Cinemazero, 10 e 11 novembre: Roberto Rossellini, Più di una vita

Roberto Rossellini, figura cardine della storia del cinema italiano e internazionale, continua a esercitare un fascino profondo come uomo brillante, innovatore e regista capace di cambiare il linguaggio cinematografico. Nonostante molto sia già stato detto e scritto su di lui, resta ancora spazio per nuove letture della sua opera e della sua vita.  
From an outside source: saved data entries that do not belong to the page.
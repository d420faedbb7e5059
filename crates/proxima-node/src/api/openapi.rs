//! OpenAPI specification generation for the proxima node API.
//!
//! The document is served at `/api/openapi.json`, rendered by Swagger UI at
//! `/swagger-ui`, and written to disk by the `gen-openapi` binary.

use proxima_core::{
    EntityDescriptor, EntityKind, EntityRecord, EntityState, PresenceState, PresenceStatus,
};
use utoipa::OpenApi;

use super::devices::{DeviceResponse, DevicesResponse};
use super::error::ErrorResponse;
use super::health::{HealthResponse, HealthStatus};
use super::system::SystemStatusResponse;

/// Render the OpenAPI specification as pretty JSON.
///
/// # Errors
///
/// Returns an error if the document cannot be serialized.
pub fn get_openapi_json() -> Result<String, serde_json::Error> {
    ApiDoc::openapi().to_pretty_json()
}

/// Main OpenAPI document structure for proxima.
#[derive(OpenApi)]
#[openapi(
    info(
        title = "proxima API",
        version = "0.1.0",
        description = r#"
# proxima API

proxima tracks Bluetooth Low Energy tags and phones across a cluster of nodes.

## Overview

Every node scans for advertisements, estimates the distance to each tracked
tag and shares the observation with the other nodes. Each node fuses all
observations into one canonical state per device:

1. **Present** while at least one node reports the device in range; the
   distance is the smallest fresh in-range distance.
2. **Out of range** once every node's report is out of range or older than
   the configured timeout.

This API is read-only. Configuration lives in the node's TOML file.
"#,
        license(name = "MIT", url = "https://opensource.org/licenses/MIT")
    ),
    servers(
        (url = "/", description = "Local proxima node")
    ),
    tags(
        (
            name = "system",
            description = "Health checks and node status"
        ),
        (
            name = "presence",
            description = "Fused, cluster-wide device presence"
        )
    ),
    paths(
        super::health::health_check,
        super::system::get_status,
        super::devices::list_devices,
        super::devices::get_device,
    ),
    components(
        schemas(
            ErrorResponse,
            HealthResponse,
            HealthStatus,
            SystemStatusResponse,
            DevicesResponse,
            DeviceResponse,
            PresenceState,
            PresenceStatus,
            EntityRecord,
            EntityDescriptor,
            EntityKind,
            EntityState,
        )
    )
)]
pub struct ApiDoc;
//! # proxima-core
//!
//! Distributed beacon presence engine.
//!
//! Every node scans for Bluetooth Low Energy advertisements, estimates the
//! distance to each tracked tag, and shares its observations with the rest of
//! the cluster. Each node folds all observations into one canonical presence
//! state per device.
//!
//! ## Architecture
//!
//! - [`radio`] - Peripheral abstraction, BlueZ scanner and scripted mocks
//! - [`classifier`] - Beacon decoding and the RSSI distance model
//! - [`resolver`] - Companion app identity handshake, cache and denylist
//! - [`filter`] - Per-device Kalman smoothing of RSSI
//! - [`access`] - Allow/deny lists
//! - [`throttle`] - Per-tag rate limiting of outgoing observations
//! - [`fusion`] - Cross-node aggregation into canonical presence
//! - [`entity`] - Downstream entities fed by the aggregator
//! - [`bus`] - Cluster bus adapter
//! - [`pipeline`] - Wires the components of one node together
//! - [`config`] - Configuration loading and validation
//! - [`error`] - Unified error type

#![forbid(unsafe_code)]
#![warn(clippy::all, clippy::pedantic, clippy::nursery)]
#![warn(missing_docs)]

pub mod access;
pub mod bus;
pub mod classifier;
pub mod config;
pub mod entity;
pub mod error;
pub mod filter;
pub mod fusion;
pub mod pipeline;
pub mod radio;
pub mod resolver;
pub mod tag;
pub mod throttle;

pub use access::AccessFilter;
pub use bus::{
    BusError, BusHandler, BusSubscription, ClusterBus, ClusterMessage, InMemoryClusterBus,
    NEW_DISTANCE_CHANNEL,
};
pub use classifier::{calculate_distance, classify, is_ibeacon};
pub use config::{
    ApiConfig, BeaconConfig, BleConfig, Config, ConfigError, ConfigResult, TagOverride,
};
pub use entity::{
    EntityDescriptor, EntityKind, EntityRecord, EntityRegistry, EntitySink, EntityState,
    MeasurementHandler, TrackedSensor,
};
pub use error::{ProximaError, Result};
pub use filter::{KalmanFilter, SignalFilter};
pub use fusion::{DistanceSensor, PresenceAggregator, PresenceState, PresenceStatus};
pub use pipeline::PresencePipeline;
#[cfg(any(test, feature = "mock-bluetooth"))]
pub use radio::mock::{MockPeripheral, ReadBehavior};
pub use radio::{normalize_id, Advertisement, Peripheral, TransportError};
pub use resolver::{CompanionResolver, Resolution, ResolveError};
pub use tag::{BeaconData, DistanceEvent, Tag, TagKind};
pub use throttle::ThrottledDispatcher;
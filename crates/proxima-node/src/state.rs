//! Application state shared across handlers.

use std::sync::atomic::{AtomicBool, Ordering};
use std::sync::Arc;
use std::time::Instant;

use proxima_core::{
    Config, ConfigResult, EntityRegistry, InMemoryClusterBus, PresenceAggregator,
    PresencePipeline,
};

/// Shared application state, cloned into every handler.
pub type SharedState = Arc<AppState>;

/// Everything a running node owns.
#[derive(Debug)]
pub struct AppState {
    /// Effective configuration.
    pub config: Config,
    /// The presence pipeline of this node.
    pub pipeline: Arc<PresencePipeline>,
    /// Downstream entities fed by the aggregator.
    pub registry: Arc<EntityRegistry>,
    /// Cluster bus the pipeline publishes to.
    pub bus: Arc<InMemoryClusterBus>,
    started_at: Instant,
    radio_available: AtomicBool,
}

impl AppState {
    /// Build the node's components for `config`.
    ///
    /// # Errors
    ///
    /// Returns an error if the allow/deny patterns do not compile.
    pub fn new(config: Config) -> ConfigResult<Self> {
        let bus = Arc::new(InMemoryClusterBus::new(config.instance_name.clone()));
        let registry = Arc::new(EntityRegistry::new());
        let pipeline = Arc::new(PresencePipeline::new(
            config.clone(),
            bus.clone(),
            registry.clone(),
        )?);

        Ok(Self {
            config,
            pipeline,
            registry,
            bus,
            started_at: Instant::now(),
            radio_available: AtomicBool::new(false),
        })
    }

    /// Wrap into [`SharedState`].
    #[must_use]
    pub fn shared(self) -> SharedState {
        Arc::new(self)
    }

    /// The presence aggregator.
    #[must_use]
    pub fn aggregator(&self) -> &Arc<PresenceAggregator> {
        self.pipeline.aggregator()
    }

    /// Record whether the BLE scanner is running.
    pub fn set_radio_available(&self, available: bool) {
        self.radio_available.store(available, Ordering::Relaxed);
    }

    /// Whether the BLE scanner is running.
    #[must_use]
    pub fn is_radio_available(&self) -> bool {
        self.radio_available.load(Ordering::Relaxed)
    }

    /// Seconds since the state was built.
    #[must_use]
    pub fn uptime_secs(&self) -> u64 {
        self.started_at.elapsed().as_secs()
    }
}
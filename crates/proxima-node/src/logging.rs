//! Tracing setup for a node.
//!
//! Production nodes write JSON to a daily rolling file and compact lines to
//! stdout for the journal. Development runs print pretty, span-annotated
//! output to stdout only.

use std::path::PathBuf;
use std::sync::OnceLock;

use tracing_appender::non_blocking::WorkerGuard;
use tracing_appender::rolling::{RollingFileAppender, Rotation};
use tracing_subscriber::fmt::format::FmtSpan;
use tracing_subscriber::{layer::SubscriberExt, util::SubscriberInitExt, EnvFilter};

/// Selects production logging when set to `production`.
pub const ENV_VAR: &str = "PROXIMA_ENV";

/// Fallback filter directive when `RUST_LOG` is unset.
pub const LOG_LEVEL_VAR: &str = "PROXIMA_LOG_LEVEL";

/// Overrides the production log directory.
pub const LOG_DIR_VAR: &str = "PROXIMA_LOG_DIR";

const DEFAULT_DIRECTIVE: &str = "info";
const FILE_PREFIX: &str = "proxima";

// Dropping a guard stops its writer thread.
static GUARDS: OnceLock<(WorkerGuard, WorkerGuard)> = OnceLock::new();

/// Resolved logging options.
#[derive(Debug, Clone, PartialEq, Eq)]
pub struct LogSettings {
    /// JSON file output plus compact stdout instead of pretty stdout.
    pub production: bool,
    /// Filter directive used when `RUST_LOG` is unset.
    pub directive: String,
    /// Where production log files are written.
    pub directory: PathBuf,
}

impl LogSettings {
    /// Read `PROXIMA_ENV`, `PROXIMA_LOG_LEVEL` and `PROXIMA_LOG_DIR`.
    #[must_use]
    pub fn from_env() -> Self {
        Self::from_values(
            std::env::var(ENV_VAR).ok().as_deref(),
            std::env::var(LOG_LEVEL_VAR).ok().as_deref(),
            std::env::var(LOG_DIR_VAR).ok().as_deref(),
        )
    }

    fn from_values(env: Option<&str>, level: Option<&str>, dir: Option<&str>) -> Self {
        Self {
            production: env.is_some_and(|env| env.eq_ignore_ascii_case("production")),
            directive: level
                .filter(|level| !level.trim().is_empty())
                .unwrap_or(DEFAULT_DIRECTIVE)
                .to_string(),
            directory: dir.map_or_else(default_log_directory, PathBuf::from),
        }
    }

    /// `RUST_LOG` wins over the configured directive.
    fn env_filter(&self) -> anyhow::Result<EnvFilter> {
        Ok(EnvFilter::try_from_default_env().or_else(|_| EnvFilter::try_new(&self.directive))?)
    }
}

/// Install the global subscriber.
///
/// # Errors
///
/// Returns an error if the filter directive cannot be parsed.
pub fn init(settings: &LogSettings) -> anyhow::Result<()> {
    let env_filter = settings.env_filter()?;
    if settings.production {
        init_production(env_filter, settings);
    } else {
        init_development(env_filter);
    }
    Ok(())
}

fn init_production(env_filter: EnvFilter, settings: &LogSettings) {
    if let Err(e) = std::fs::create_dir_all(&settings.directory) {
        eprintln!(
            "cannot create log directory {}: {e}",
            settings.directory.display()
        );
    }

    let file_appender = RollingFileAppender::new(Rotation::DAILY, &settings.directory, FILE_PREFIX);
    let (file_writer, file_guard) = tracing_appender::non_blocking(file_appender);
    let (stdout_writer, stdout_guard) = tracing_appender::non_blocking(std::io::stdout());

    let file_layer = tracing_subscriber::fmt::layer()
        .json()
        .with_writer(file_writer)
        .with_target(true)
        .with_thread_ids(true)
        .with_file(true)
        .with_line_number(true);

    // journald adds its own colors and timestamps
    let stdout_layer = tracing_subscriber::fmt::layer()
        .compact()
        .with_writer(stdout_writer)
        .with_target(true)
        .with_ansi(false);

    tracing_subscriber::registry()
        .with(env_filter)
        .with(file_layer)
        .with(stdout_layer)
        .init();

    let _ = GUARDS.set((file_guard, stdout_guard));
}

fn init_development(env_filter: EnvFilter) {
    tracing_subscriber::registry()
        .with(env_filter)
        .with(
            tracing_subscriber::fmt::layer()
                .pretty()
                .with_target(true)
                .with_file(true)
                .with_line_number(true)
                .with_span_events(FmtSpan::NEW | FmtSpan::CLOSE),
        )
        .init();
}

fn default_log_directory() -> PathBuf {
    #[cfg(target_os = "linux")]
    {
        PathBuf::from("/var/log/proxima")
    }
    #[cfg(not(target_os = "linux"))]
    {
        directories::ProjectDirs::from("", "", "proxima")
            .map_or_else(|| PathBuf::from("./logs"), |dirs| dirs.data_dir().join("logs"))
    }
}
Il documentario Roberto Rossellini – Più di una vita, in programma a Cinemazero per soli due giorni, lunedì 10 e martedi 11 novembre, propone  un racconto inedito, costruito intrecciando materiali pubblici e privati relativi agli ultimi vent’anni dell’esistenza del cineasta. Dal punto di vista biografico, il film si concentra sul periodo successivo al 1956, quando Rossellini, attraversando una profonda crisi coniugale che influisce anche sulla sua produzione, accetta la proposta del Primo Ministro indiano di documentare i progressi del Paese, scelta che risponde anche a esigenze economiche. L’esperienza indiana segna una svolta: al ritorno, Rossellini si separa da Ingrid Bergman e si trasferisce a Parigi con una nuova compagna, entrando in contatto con gli ambienti intellettuali che daranno vita alla Nouvelle Vague, di cui diventerà un punto di riferimento teorico e umano. Sono anni in cui l’audiovisivo sta cambiando volto con l’avvento della televisione, e Rossellini, curioso e instancabile sperimentatore, si apre a nuovi linguaggi e campi di ricerca.   L’interpretazione del materiale è affidata alle voci di protagonisti del cinema contemporaneo, tra cui Sergio Castellitto e Pierluigi Gigante, con l’intento di restituire allo spettatore l’immagine di un artista visionario, libero, capace di reinventarsi e di esplorare territori ben oltre i confini della settima arte. Roberto Rossellini – Più di una vita invita così a riscoprire un autore che non ha mai smesso di interrogare il presente.